The Mathematics Behind PCA

PCA works by finding the directions (principal components) along which your data varies the most. Think of it as rotating your coordinate system to align with the natural structure of your data.

The key concepts are straightforward:

  • Variance measures spread in your data. PCA seeks directions of maximum variance.
  • Covariance matrix captures how features vary together.
  • Eigenvectors of the covariance matrix define the principal component directions.
  • Eigenvalues indicate how much variance each component explains.

Let’s visualize this with a simple 2D example:

import numpy as np
import matplotlib.pyplot as plt

# Generate correlated 2D data
np.random.seed(42)
mean = [0, 0]
cov = [[3, 1.5], [1.5, 1]]
data = np.random.multivariate_normal(mean, cov, 300)

plt.figure(figsize=(8, 6))
plt.scatter(data[:, 0], data[:, 1], alpha=0.6)
plt.xlabel('Feature 1')
plt.ylabel('Feature 2')
plt.title('Original Data with Correlation')
plt.axis('equal')
plt.grid(True)
plt.show()

The data spreads more along one diagonal direction than the perpendicular direction. PCA identifies these directions mathematically.
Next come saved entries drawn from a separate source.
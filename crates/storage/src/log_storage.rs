// SPDX-License-Identifier: BUSL-1.1
// Copyright (c) 2026 Joborc Contributors

//! The log storage contract (§6.1). All `Get…` methods return entries
//! newest-first; callers that need chronological order (the Log Service's
//! ascending aggregation, §4.3.4) reverse each page themselves.

use crate::error::StorageError;
use async_trait::async_trait;
use joborc_core::{JobId, LogEntry, LogLevel};
use parking_lot::Mutex;
use std::collections::HashMap;
use std::sync::Arc;

#[async_trait]
pub trait LogStorage: Send + Sync {
    async fn append_log(&self, entry: LogEntry) -> Result<(), StorageError>;
    async fn append_logs(&self, entries: Vec<LogEntry>) -> Result<(), StorageError>;

    async fn get_logs(&self, job_id: JobId, limit: usize) -> Result<Vec<LogEntry>, StorageError>;
    async fn get_logs_by_level(
        &self,
        job_id: JobId,
        level: LogLevel,
        limit: usize,
    ) -> Result<Vec<LogEntry>, StorageError>;
    async fn get_logs_with_offset(
        &self,
        job_id: JobId,
        limit: usize,
        offset: usize,
    ) -> Result<Vec<LogEntry>, StorageError>;
    async fn get_logs_by_level_with_offset(
        &self,
        job_id: JobId,
        level: LogLevel,
        limit: usize,
        offset: usize,
    ) -> Result<Vec<LogEntry>, StorageError>;

    async fn count_logs(&self, job_id: JobId) -> Result<usize, StorageError>;
    async fn count_logs_by_level(&self, job_id: JobId, level: LogLevel) -> Result<usize, StorageError>;

    async fn delete_logs(&self, job_id: JobId) -> Result<usize, StorageError>;
}

/// Reference in-memory implementation, append-only per job id, kept sorted
/// by [`joborc_core::Sequence`] on write so every `Get…` can simply reverse
/// a slice rather than re-sort on each read.
#[derive(Clone, Default)]
pub struct InMemoryLogStorage {
    by_job: Arc<Mutex<HashMap<JobId, Vec<LogEntry>>>>,
}

impl InMemoryLogStorage {
    pub fn new() -> Self {
        Self::default()
    }

    fn insert_sorted(entries: &mut Vec<LogEntry>, entry: LogEntry) {
        let pos = entries.partition_point(|e| e.sort_key() <= entry.sort_key());
        entries.insert(pos, entry);
    }
}

#[async_trait]
impl LogStorage for InMemoryLogStorage {
    async fn append_log(&self, entry: LogEntry) -> Result<(), StorageError> {
        let mut by_job = self.by_job.lock();
        let entries = by_job.entry(entry.associated_job_id).or_default();
        Self::insert_sorted(entries, entry);
        Ok(())
    }

    async fn append_logs(&self, entries: Vec<LogEntry>) -> Result<(), StorageError> {
        let mut by_job = self.by_job.lock();
        for entry in entries {
            let bucket = by_job.entry(entry.associated_job_id).or_default();
            Self::insert_sorted(bucket, entry);
        }
        Ok(())
    }

    async fn get_logs(&self, job_id: JobId, limit: usize) -> Result<Vec<LogEntry>, StorageError> {
        self.get_logs_with_offset(job_id, limit, 0).await
    }

    async fn get_logs_by_level(
        &self,
        job_id: JobId,
        level: LogLevel,
        limit: usize,
    ) -> Result<Vec<LogEntry>, StorageError> {
        self.get_logs_by_level_with_offset(job_id, level, limit, 0).await
    }

    async fn get_logs_with_offset(
        &self,
        job_id: JobId,
        limit: usize,
        offset: usize,
    ) -> Result<Vec<LogEntry>, StorageError> {
        let by_job = self.by_job.lock();
        let entries = by_job.get(&job_id).cloned().unwrap_or_default();
        Ok(newest_first_page(entries, limit, offset))
    }

    async fn get_logs_by_level_with_offset(
        &self,
        job_id: JobId,
        level: LogLevel,
        limit: usize,
        offset: usize,
    ) -> Result<Vec<LogEntry>, StorageError> {
        let by_job = self.by_job.lock();
        let entries: Vec<LogEntry> = by_job
            .get(&job_id)
            .map(|v| v.iter().filter(|e| e.level >= level).cloned().collect())
            .unwrap_or_default();
        Ok(newest_first_page(entries, limit, offset))
    }

    async fn count_logs(&self, job_id: JobId) -> Result<usize, StorageError> {
        Ok(self.by_job.lock().get(&job_id).map(Vec::len).unwrap_or(0))
    }

    async fn count_logs_by_level(&self, job_id: JobId, level: LogLevel) -> Result<usize, StorageError> {
        Ok(self
            .by_job
            .lock()
            .get(&job_id)
            .map(|v| v.iter().filter(|e| e.level >= level).count())
            .unwrap_or(0))
    }

    async fn delete_logs(&self, job_id: JobId) -> Result<usize, StorageError> {
        Ok(self.by_job.lock().remove(&job_id).map(|v| v.len()).unwrap_or(0))
    }
}

/// Takes `entries` (stored oldest-first), reverses to newest-first, and
/// applies `offset`/`limit` — matching §6.1: "All `Get…` return entries
/// newest-first."
fn newest_first_page(mut entries: Vec<LogEntry>, limit: usize, offset: usize) -> Vec<LogEntry> {
    entries.reverse();
    entries.into_iter().skip(offset).take(limit).collect()
}

#[cfg(test)]
#[path = "log_storage_tests.rs"]
mod tests;
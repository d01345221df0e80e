// SPDX-License-Identifier: BUSL-1.1
// Copyright (c) 2026 Joborc Contributors

//! §8 scenario 1: a two-step crawl definition runs to completion and its
//! crawl step's counters reflect every spawned URL child.

use std::sync::Arc;
use std::time::Duration;

use joborc_adapters::fakes::FakeFetcher;
use joborc_adapters::FetchedPage;
use joborc_core::{JobStatus, JobType};
use joborc_engine::{CrawlStepManager, DefinitionOrchestrator, StepManagerRegistry, TransformStepManager};
use joborc_runbook::{DefinitionType, JobDefinition, OnError, Step};
use serde_json::json;

use super::support::{wait_until, Harness};

fn definition() -> JobDefinition {
    JobDefinition {
        id: "crawl-two-step".into(),
        name: "crawl example.com".into(),
        definition_type: DefinitionType::Crawl,
        description: String::new(),
        schedule: None,
        enabled: true,
        auth_id: None,
        config: Default::default(),
        steps: vec![
            Step {
                name: "fetch".into(),
                action: "crawl".into(),
                config: [("seed_urls".to_string(), json!(["https://a.test"])), ("max_depth".to_string(), json!(1))].into(),
                on_error: OnError::Stop,
                depends_on: vec![],
            },
            Step {
                name: "convert".into(),
                action: "transform".into(),
                config: [("html".to_string(), json!("<p>hello</p>"))].into(),
                on_error: OnError::Stop,
                depends_on: vec!["fetch".into()],
            },
        ],
    }
}

fn fetcher() -> FakeFetcher {
    FakeFetcher::new().with_page(
        "https://a.test",
        FetchedPage {
            status: 200,
            content_type: "text/html".into(),
            body: "<html></html>".into(),
            links: vec!["https://a.test/one".into(), "https://a.test/two".into(), "https://a.test/three".into()],
        },
    )
}

#[tokio::test]
async fn crawl_step_completes_with_counters_matching_spawned_children() {
    let mut registry = StepManagerRegistry::new();
    registry.register(Arc::new(CrawlStepManager::new(Arc::new(fetcher()))));
    registry.register(Arc::new(TransformStepManager));
    let harness = Harness::spawn(registry, 2);

    let orchestrator = DefinitionOrchestrator::new(harness.jobs.clone(), harness.queue.clone());
    let root_id = orchestrator.launch(&definition()).await.unwrap();

    let settled = wait_until(Duration::from_secs(5), || {
        let jobs = harness.jobs.clone();
        async move { jobs.get_job(root_id).await.ok().flatten().is_some_and(|j| j.status.is_terminal()) }
    })
    .await;
    assert!(settled, "root should reach a terminal status");

    let root = harness.jobs.get_job(root_id).await.unwrap().unwrap();
    assert_eq!(root.status, JobStatus::Completed);
    assert_eq!(root.job_type, JobType::Crawler);

    let steps = harness.jobs.get_child_jobs(root_id).await.unwrap();
    let fetch_step = steps.iter().find(|j| j.action == "crawl").unwrap();

    let fetch_settled = wait_until(Duration::from_secs(5), || {
        let jobs = harness.jobs.clone();
        let id = fetch_step.id;
        async move { jobs.get_job(id).await.ok().flatten().is_some_and(|j| j.counters.all_children_terminal()) }
    })
    .await;
    assert!(fetch_settled, "crawl step's children should all finish");

    let fetch_step = harness.jobs.get_job(fetch_step.id).await.unwrap().unwrap();
    assert_eq!(fetch_step.status, JobStatus::Completed);
    assert_eq!(fetch_step.counters.total_children, 3);
    assert_eq!(fetch_step.counters.completed_children, 3);

    let crawl_children = harness.jobs.get_child_jobs(fetch_step.id).await.unwrap();
    assert_eq!(crawl_children.len(), 3);
    assert!(crawl_children.iter().all(|c| c.status == JobStatus::Completed));

    harness.shutdown().await;
}
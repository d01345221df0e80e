// SPDX-License-Identifier: BUSL-1.1
// Copyright (c) 2026 Joborc Contributors

//! Shared test helpers for use across crates.
//!
//! Gated behind `#[cfg(any(test, feature = "test-support"))]`.

use crate::job::{Job, JobType};
use crate::{JobId, JsonMap};

/// Proptest strategies for core state machine types, shared by property
/// tests in `joborc-engine` (counter invariant, log ordering).
pub mod strategies {
    use crate::job::{CountersDelta, JobStatus};
    use proptest::prelude::*;

    pub fn arb_job_status() -> impl Strategy<Value = JobStatus> {
        prop_oneof![
            Just(JobStatus::Pending),
            Just(JobStatus::Running),
            Just(JobStatus::Completed),
            Just(JobStatus::Failed),
            Just(JobStatus::Cancelled),
        ]
    }

    /// One of the well-formed deltas a Step Manager or Job Processor would
    /// actually apply — arbitrary signed deltas would violate the counter
    /// invariant by construction, which is not what we're testing.
    pub fn arb_well_formed_delta() -> impl Strategy<Value = CountersDelta> {
        prop_oneof![
            Just(CountersDelta::spawn_child()),
            Just(CountersDelta::pending_to_running()),
            Just(CountersDelta::child_completed()),
            Just(CountersDelta::child_failed()),
            Just(CountersDelta::child_cancelled()),
        ]
    }
}

/// A minimal root job for tests that don't care about most fields.
pub fn test_root_job(name: &str) -> Job {
    Job::new(JobId::new(), None, JobType::Root, "noop", name, JsonMap::new(), 0)
}

/// A child job under `parent` with the given action.
pub fn test_child_job(parent: JobId, job_type: JobType, action: &str, now_ms: u64) -> Job {
    Job::new(JobId::new(), Some(parent), job_type, action, action, JsonMap::new(), now_ms)
}
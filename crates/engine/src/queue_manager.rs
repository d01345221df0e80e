// SPDX-License-Identifier: BUSL-1.1
// Copyright (c) 2026 Joborc Contributors

//! Queue Manager (§4.4): thin wrapper over [`MessageQueue`] that fixes the
//! visibility/delete timeouts from configuration and enforces the
//! "fresh context" requirement at the call site — `delete` always builds
//! its own [`tokio::time::timeout`] from `self.delete_timeout`, never one
//! threaded through from `receive`.

use crate::error::EngineError;
use joborc_core::QueueConfig;
use joborc_storage::{DeleteHandle, MessageQueue, StorageError};
use std::sync::Arc;
use std::time::Duration;

pub struct QueueManager {
    queue: Arc<dyn MessageQueue>,
    visibility_timeout: Duration,
    delete_timeout: Duration,
    max_receive_count: u32,
}

impl QueueManager {
    pub fn new(queue: Arc<dyn MessageQueue>, config: &QueueConfig) -> Self {
        Self {
            queue,
            visibility_timeout: config.visibility_timeout,
            delete_timeout: config.delete_timeout,
            max_receive_count: config.max_receive_count,
        }
    }

    pub async fn enqueue(&self, message: joborc_core::QueueMessage) -> Result<(), StorageError> {
        self.queue.enqueue(message).await
    }

    /// Blocks up to `wait_timeout` for a message; the received message is
    /// invisible for `self.visibility_timeout` (from configuration). Leases
    /// that expired since the last call are reaped against
    /// `self.max_receive_count` before anything else is returned.
    pub async fn receive(
        &self,
        wait_timeout: Duration,
    ) -> Result<Option<(joborc_core::QueueMessage, DeleteHandle)>, StorageError> {
        self.queue.receive(wait_timeout, self.visibility_timeout, self.max_receive_count).await
    }

    /// Acknowledges `handle` under a fresh timeout built at this call, per
    /// §4.4's "attested bug class" — never the deadline `receive` completed
    /// with.
    pub async fn delete(&self, handle: DeleteHandle) -> Result<(), EngineError> {
        match tokio::time::timeout(self.delete_timeout, self.queue.delete(handle)).await {
            Ok(result) => result.map_err(EngineError::from),
            Err(_) => {
                tracing::error!(timeout_ms = %self.delete_timeout.as_millis(), "queue delete timed out");
                Err(EngineError::Other(format!("queue delete timed out after {:?}", self.delete_timeout)))
            }
        }
    }

    pub async fn requeue(&self, handle: DeleteHandle) -> Result<(), StorageError> {
        self.queue.requeue(handle, self.max_receive_count).await
    }

    pub async fn dead_letters(&self) -> Result<Vec<joborc_core::QueueMessage>, StorageError> {
        self.queue.dead_letters().await
    }
}

#[cfg(test)]
#[path = "queue_manager_tests.rs"]
mod tests;
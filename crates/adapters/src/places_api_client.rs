// SPDX-License-Identifier: BUSL-1.1
// Copyright (c) 2026 Joborc Contributors

//! The places_search Step Manager's collaborator for resolving place
//! records (§1: external collaborator, interface only).

use async_trait::async_trait;

use crate::error::AdapterError;

#[derive(Debug, Clone)]
pub struct PlaceResult {
    pub place_id: String,
    pub name: String,
    pub address: String,
    pub latitude: f64,
    pub longitude: f64,
}

#[async_trait]
pub trait PlacesApiClient: Send + Sync {
    async fn search_places(&self, query: &str) -> Result<Vec<PlaceResult>, AdapterError>;
}

#[cfg(any(test, feature = "test-support"))]
pub mod fake {
    use super::*;
    use parking_lot::Mutex;
    use std::collections::HashMap;

    #[derive(Default)]
    pub struct FakePlacesApiClient {
        results: Mutex<HashMap<String, Vec<PlaceResult>>>,
    }

    impl FakePlacesApiClient {
        pub fn new() -> Self {
            Self::default()
        }

        pub fn with_results(self, query: impl Into<String>, results: Vec<PlaceResult>) -> Self {
            self.results.lock().insert(query.into(), results);
            self
        }
    }

    #[async_trait]
    impl PlacesApiClient for FakePlacesApiClient {
        async fn search_places(&self, query: &str) -> Result<Vec<PlaceResult>, AdapterError> {
            Ok(self.results.lock().get(query).cloned().unwrap_or_default())
        }
    }
}

#[cfg(test)]
#[path = "places_api_client_tests.rs"]
mod tests;
// SPDX-License-Identifier: BUSL-1.1
// Copyright (c) 2026 Alfred Jean LLC

//! Shared table renderer for the `jobs` list view.
//!
//! Provides consistent column alignment, color application, and truncation.

use std::io::Write;

use crate::color;

/// Column text alignment.
pub enum Align {
    Left,
    Right,
}

/// How a cell's text is styled after padding.
pub enum CellStyle {
    /// No color applied.
    Plain,
    /// Apply [`color::muted()`].
    Muted,
    /// Apply [`color::status()`] — auto-detects green/yellow/red.
    Status,
}

/// A column definition in a [`Table`].
pub struct Column {
    pub name: &'static str,
    pub align: Align,
    pub style: CellStyle,
    /// Minimum width (defaults to header text length).
    pub min_width: Option<usize>,
    /// Maximum width (`None` = unlimited). Values exceeding this are truncated.
    pub max_width: Option<usize>,
}

impl Column {
    /// Left-aligned, plain style.
    pub fn left(name: &'static str) -> Self {
        Self { name, align: Align::Left, style: CellStyle::Plain, min_width: None, max_width: None }
    }

    /// Left-aligned, muted style.
    pub fn muted(name: &'static str) -> Self {
        Self { name, align: Align::Left, style: CellStyle::Muted, min_width: None, max_width: None }
    }

    /// Left-aligned, status style.
    pub fn status(name: &'static str) -> Self {
        Self { name, align: Align::Left, style: CellStyle::Status, min_width: None, max_width: None }
    }

    /// Set maximum width (values exceeding this are truncated).
    pub fn with_max(mut self, max: usize) -> Self {
        self.max_width = Some(max);
        self
    }
}

/// A tabular renderer that auto-computes column widths from data.
pub struct Table {
    columns: Vec<Column>,
    rows: Vec<Vec<String>>,
    colorize: bool,
}

/// Column separator: double space.
const SEP: &str = "  ";

impl Table {
    pub fn new(columns: Vec<Column>) -> Self {
        Self { columns, rows: Vec::new(), colorize: color::should_colorize() }
    }

    /// Create a table that never emits color codes.
    #[cfg(test)]
    pub fn plain(columns: Vec<Column>) -> Self {
        Self { columns, rows: Vec::new(), colorize: false }
    }

    /// Create a table that always emits color codes.
    #[cfg(test)]
    pub fn colored(columns: Vec<Column>) -> Self {
        Self { columns, rows: Vec::new(), colorize: true }
    }

    pub fn row(&mut self, cells: Vec<String>) {
        self.rows.push(cells);
    }

    /// Render the full table (header + rows) to the given writer.
    ///
    /// Column widths are auto-computed from data. The last column is never
    /// padded. Color is applied **after** padding so ANSI escapes don't
    /// corrupt width calculations.
    pub fn render(&self, out: &mut impl Write) {
        if self.rows.is_empty() {
            return;
        }

        let widths = self.compute_widths();
        let colorize = self.colorize;

        let header_cells: Vec<String> = self
            .columns
            .iter()
            .enumerate()
            .map(|(i, col)| {
                let is_last = i == self.columns.len() - 1;
                let w = widths[i];
                let padded = if is_last && matches!(col.align, Align::Left) { col.name.to_string() } else { pad(col.name, w, &col.align) };
                if colorize {
                    color::header(&padded)
                } else {
                    padded
                }
            })
            .collect();
        let _ = writeln!(out, "{}", header_cells.join(SEP));

        for row in &self.rows {
            let cells: Vec<String> = self
                .columns
                .iter()
                .enumerate()
                .map(|(i, col)| {
                    let is_last = i == self.columns.len() - 1;
                    let w = widths[i];
                    let raw = row.get(i).map(|s| s.as_str()).unwrap_or("");
                    let truncated = truncate(raw, col.max_width);
                    let padded = if is_last && matches!(col.align, Align::Left) { truncated.to_string() } else { pad(truncated, w, &col.align) };
                    stylize(&padded, &col.style, colorize)
                })
                .collect();
            let _ = writeln!(out, "{}", cells.join(SEP));
        }
    }

    /// Compute the display width for each column.
    fn compute_widths(&self) -> Vec<usize> {
        self.columns
            .iter()
            .enumerate()
            .map(|(i, col)| {
                let min = col.min_width.unwrap_or(col.name.len());
                let max_data = self
                    .rows
                    .iter()
                    .map(|row| {
                        let raw = row.get(i).map(|s| s.len()).unwrap_or(0);
                        match col.max_width {
                            Some(mw) => raw.min(mw),
                            None => raw,
                        }
                    })
                    .max()
                    .unwrap_or(0);
                min.max(max_data)
            })
            .collect()
    }
}

/// Pad a string to `width` using the given alignment.
fn pad(text: &str, width: usize, align: &Align) -> String {
    match align {
        Align::Left => format!("{:<width$}", text),
        Align::Right => format!("{:>width$}", text),
    }
}

/// Truncate a string to at most `max` characters (if set).
fn truncate(s: &str, max: Option<usize>) -> &str {
    match max {
        Some(m) if s.len() > m => &s[..m],
        _ => s,
    }
}

/// Apply a [`CellStyle`] to already-padded text.
fn stylize(text: &str, style: &CellStyle, colorize: bool) -> String {
    if !colorize {
        return text.to_string();
    }
    match style {
        CellStyle::Plain => text.to_string(),
        CellStyle::Muted => color::muted(text),
        CellStyle::Status => color::status(text),
    }
}

#[cfg(test)]
#[path = "table_tests.rs"]
mod tests;
// SPDX-License-Identifier: BUSL-1.1
// Copyright (c) 2026 Joborc Contributors

//! Reindex Step Manager (§4.6): replays stored documents into a search
//! index.

use crate::step_manager::{StepContext, StepManager, StepResult};
use async_trait::async_trait;
use joborc_adapters::{IndexDocument, SearchIndexClient};
use joborc_core::{Clock, Job, JobId};
use serde_json::json;
use std::sync::Arc;

pub struct ReindexStepManager {
    search_index: Arc<dyn SearchIndexClient>,
}

impl ReindexStepManager {
    pub fn new(search_index: Arc<dyn SearchIndexClient>) -> Self {
        Self { search_index }
    }
}

#[async_trait]
impl<C: Clock> StepManager<C> for ReindexStepManager {
    fn action(&self) -> &'static str {
        "reindex"
    }

    async fn execute(&self, _ctx: &StepContext<C>, job: &Job, root_id: JobId) -> StepResult {
        let Some(documents) = job.config.get("documents").and_then(|v| v.as_array()) else {
            return StepResult::failed("reindex job is missing `documents` in config");
        };

        let mut indexed = 0;
        for entry in documents {
            let Some(document_id) = entry.get("document_id").and_then(|v| v.as_str()) else {
                continue;
            };
            let fields = entry.get("fields").and_then(|v| v.as_object()).cloned().unwrap_or_default().into_iter().collect();
            let document = IndexDocument { document_id: document_id.to_string(), fields };
            match self.search_index.index_document(document).await {
                Ok(()) => indexed += 1,
                Err(error) => tracing::warn!(job_id = %root_id, %document_id, %error, "failed to index document"),
            }
        }

        StepResult {
            success: true,
            children_spawned: 0,
            documents_produced: indexed,
            error: None,
            result_payload: [("indexed".to_string(), json!(indexed))].into(),
        }
    }
}

#[cfg(test)]
#[path = "reindex_tests.rs"]
mod tests;
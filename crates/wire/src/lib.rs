// SPDX-License-Identifier: BUSL-1.1
// Copyright (c) 2026 Joborc Contributors

//! joborc-wire: wire types for the Job Orchestration Core's Read API
//! (§6.3) and the daemon's local control socket framing.

// Allow panic!/unwrap/expect in test code
#![cfg_attr(test, allow(clippy::panic))]
#![cfg_attr(test, allow(clippy::unwrap_used))]
#![cfg_attr(test, allow(clippy::expect_used))]

mod control;
mod cursor;
mod dto;
mod error;
mod framing;

pub use control::{ControlRequest, ControlResponse};
pub use cursor::{Cursor, CursorError};
pub use dto::{
    JobListQuery, JobLogMetadata, JobStatusResponse, JobSummary, LogEntryDto, LogOrder, LogsQuery,
    LogsResponse,
};
pub use error::{ProtocolError, ReadApiError};
pub use framing::{decode, encode, read_message, write_message, MAX_FRAME_BYTES};
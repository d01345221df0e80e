// SPDX-License-Identifier: BUSL-1.1
// Copyright (c) 2026 Joborc Contributors

//! Places-search Step Manager (§4.6): calls an external location API and
//! stores the results in `result`.

use crate::step_manager::{StepContext, StepManager, StepResult};
use async_trait::async_trait;
use joborc_adapters::PlacesApiClient;
use joborc_core::{Clock, Job, JobId};
use serde_json::json;
use std::sync::Arc;

pub struct PlacesSearchStepManager {
    places_api: Arc<dyn PlacesApiClient>,
}

impl PlacesSearchStepManager {
    pub fn new(places_api: Arc<dyn PlacesApiClient>) -> Self {
        Self { places_api }
    }
}

#[async_trait]
impl<C: Clock> StepManager<C> for PlacesSearchStepManager {
    fn action(&self) -> &'static str {
        "places_search"
    }

    async fn execute(&self, _ctx: &StepContext<C>, job: &Job, root_id: JobId) -> StepResult {
        let Some(query) = job.config.get("query").and_then(|v| v.as_str()) else {
            return StepResult::failed("places_search job is missing `query` in config");
        };

        match self.places_api.search_places(query).await {
            Ok(places) => {
                let results: Vec<_> = places
                    .iter()
                    .map(|place| {
                        json!({
                            "place_id": place.place_id,
                            "name": place.name,
                            "address": place.address,
                            "latitude": place.latitude,
                            "longitude": place.longitude,
                        })
                    })
                    .collect();
                StepResult::ok([("places".to_string(), json!(results))].into())
            }
            Err(error) => {
                tracing::warn!(job_id = %root_id, %query, %error, "places search failed");
                StepResult::failed(error.to_string())
            }
        }
    }
}

#[cfg(test)]
#[path = "places_search_tests.rs"]
mod tests;
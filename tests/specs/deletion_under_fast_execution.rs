// SPDX-License-Identifier: BUSL-1.1
// Copyright (c) 2026 Joborc Contributors

//! §8 scenario 5: a step that completes well inside its visibility window
//! is deleted from the queue exactly once — the delete uses a fresh
//! context, not a stale deadline inherited from `receive`, so it succeeds
//! even after the processing delay, and the message never reappears or
//! gets dead-lettered.

use std::sync::Arc;
use std::time::Duration;

use joborc_core::{JobId, QueueConfig, QueueMessage};
use joborc_engine::QueueManager;
use joborc_storage::InMemoryMessageQueue;

#[tokio::test]
async fn a_fast_completing_message_is_deleted_once_and_never_redelivered() {
    let queue = QueueManager::new(Arc::new(InMemoryMessageQueue::new()), &QueueConfig::default());
    queue.enqueue(QueueMessage::new(JobId::new(), "noop", 0)).await.unwrap();

    let (message, handle) = queue.receive(Duration::from_millis(50)).await.unwrap().expect("message should be visible");
    assert_eq!(message.receive_count, 0);

    // Simulate a step that finishes in ~50ms, well under the configured
    // visibility timeout.
    tokio::time::sleep(Duration::from_millis(50)).await;
    queue.delete(handle).await.unwrap();

    let redelivered = queue.receive(Duration::from_millis(50)).await.unwrap();
    assert!(redelivered.is_none(), "a deleted message must not be redelivered");
    assert!(queue.dead_letters().await.unwrap().is_empty());
}
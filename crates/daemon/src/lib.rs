// SPDX-License-Identifier: BUSL-1.1
// Copyright (c) 2026 Joborc Contributors

//! Job orchestration daemon: wires storage, the orchestration engine, and
//! the read API together, and owns the process's logging and configuration
//! setup.

// Allow panic!/unwrap/expect in test code
#![cfg_attr(test, allow(clippy::panic))]
#![cfg_attr(test, allow(clippy::unwrap_used))]
#![cfg_attr(test, allow(clippy::expect_used))]

pub mod config;
pub mod control;
pub mod env;
pub mod error;
pub mod http;
pub mod lifecycle;
pub mod logging;

pub use config::Config;
pub use error::DaemonError;
pub use lifecycle::{Daemon, JoborcDaemon};
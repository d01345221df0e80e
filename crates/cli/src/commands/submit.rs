// SPDX-License-Identifier: BUSL-1.1
// Copyright (c) 2026 Alfred Jean LLC

use std::path::Path;

use anyhow::{Context, Result};

use crate::client::DaemonClient;
use crate::output::{format_or_json, OutputFormat};

pub async fn handle(socket_path: &Path, path: &Path, format: OutputFormat) -> Result<()> {
    let source = std::fs::read_to_string(path).with_context(|| format!("reading {}", path.display()))?;

    // Parse and validate locally first so a malformed definition fails fast
    // with the parser's own error, rather than round-tripping to the daemon.
    let definition = joborc_runbook::parse(&source).context("parsing job definition")?;
    joborc_runbook::validate(&definition).context("validating job definition")?;

    let client = DaemonClient::connect(socket_path)?;
    let root_id = client.submit(source).await?;

    format_or_json(format, &serde_json::json!({ "root_id": root_id }), || {
        println!("Submitted {} ({})", crate::color::header(&definition.name), crate::color::muted(&root_id));
    })
}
Manual PCA Implementation with NumPy

Building PCA from scratch clarifies what’s happening under the hood. Here’s the complete process:

import numpy as np

def pca_from_scratch(X, n_components):
    """
    Implement PCA manually using NumPy.
    
    Parameters:
    X: array-like, shape (n_samples, n_features)
    n_components: int, number of components to keep
    
    Returns:
    X_transformed: projected data
    components: principal components
    explained_variance_ratio: variance explained by each component
    """
    # Step 1: Standardize the data (zero mean, unit variance)
    X_mean = np.mean(X, axis=0)
    X_std = np.std(X, axis=0)
    X_standardized = (X - X_mean) / X_std
    
    # Step 2: Compute covariance matrix
    cov_matrix = np.cov(X_standardized.T)
    
    # Step 3: Calculate eigenvalues and eigenvectors
    eigenvalues, eigenvectors = np.linalg.eig(cov_matrix)
    
    # Step 4: Sort by eigenvalues in descending order
    idx = eigenvalues.argsort()[::-1]
    eigenvalues = eigenvalues[idx]
    eigenvectors = eigenvectors[:, idx]
    
    # Step 5: Select top k eigenvectors
    components = eigenvectors[:, :n_components]
    
    # Step 6: Transform the data
    X_transformed = X_standardized @ components
    
    # Calculate explained variance ratio
    explained_variance_ratio = eigenvalues / np.sum(eigenvalues)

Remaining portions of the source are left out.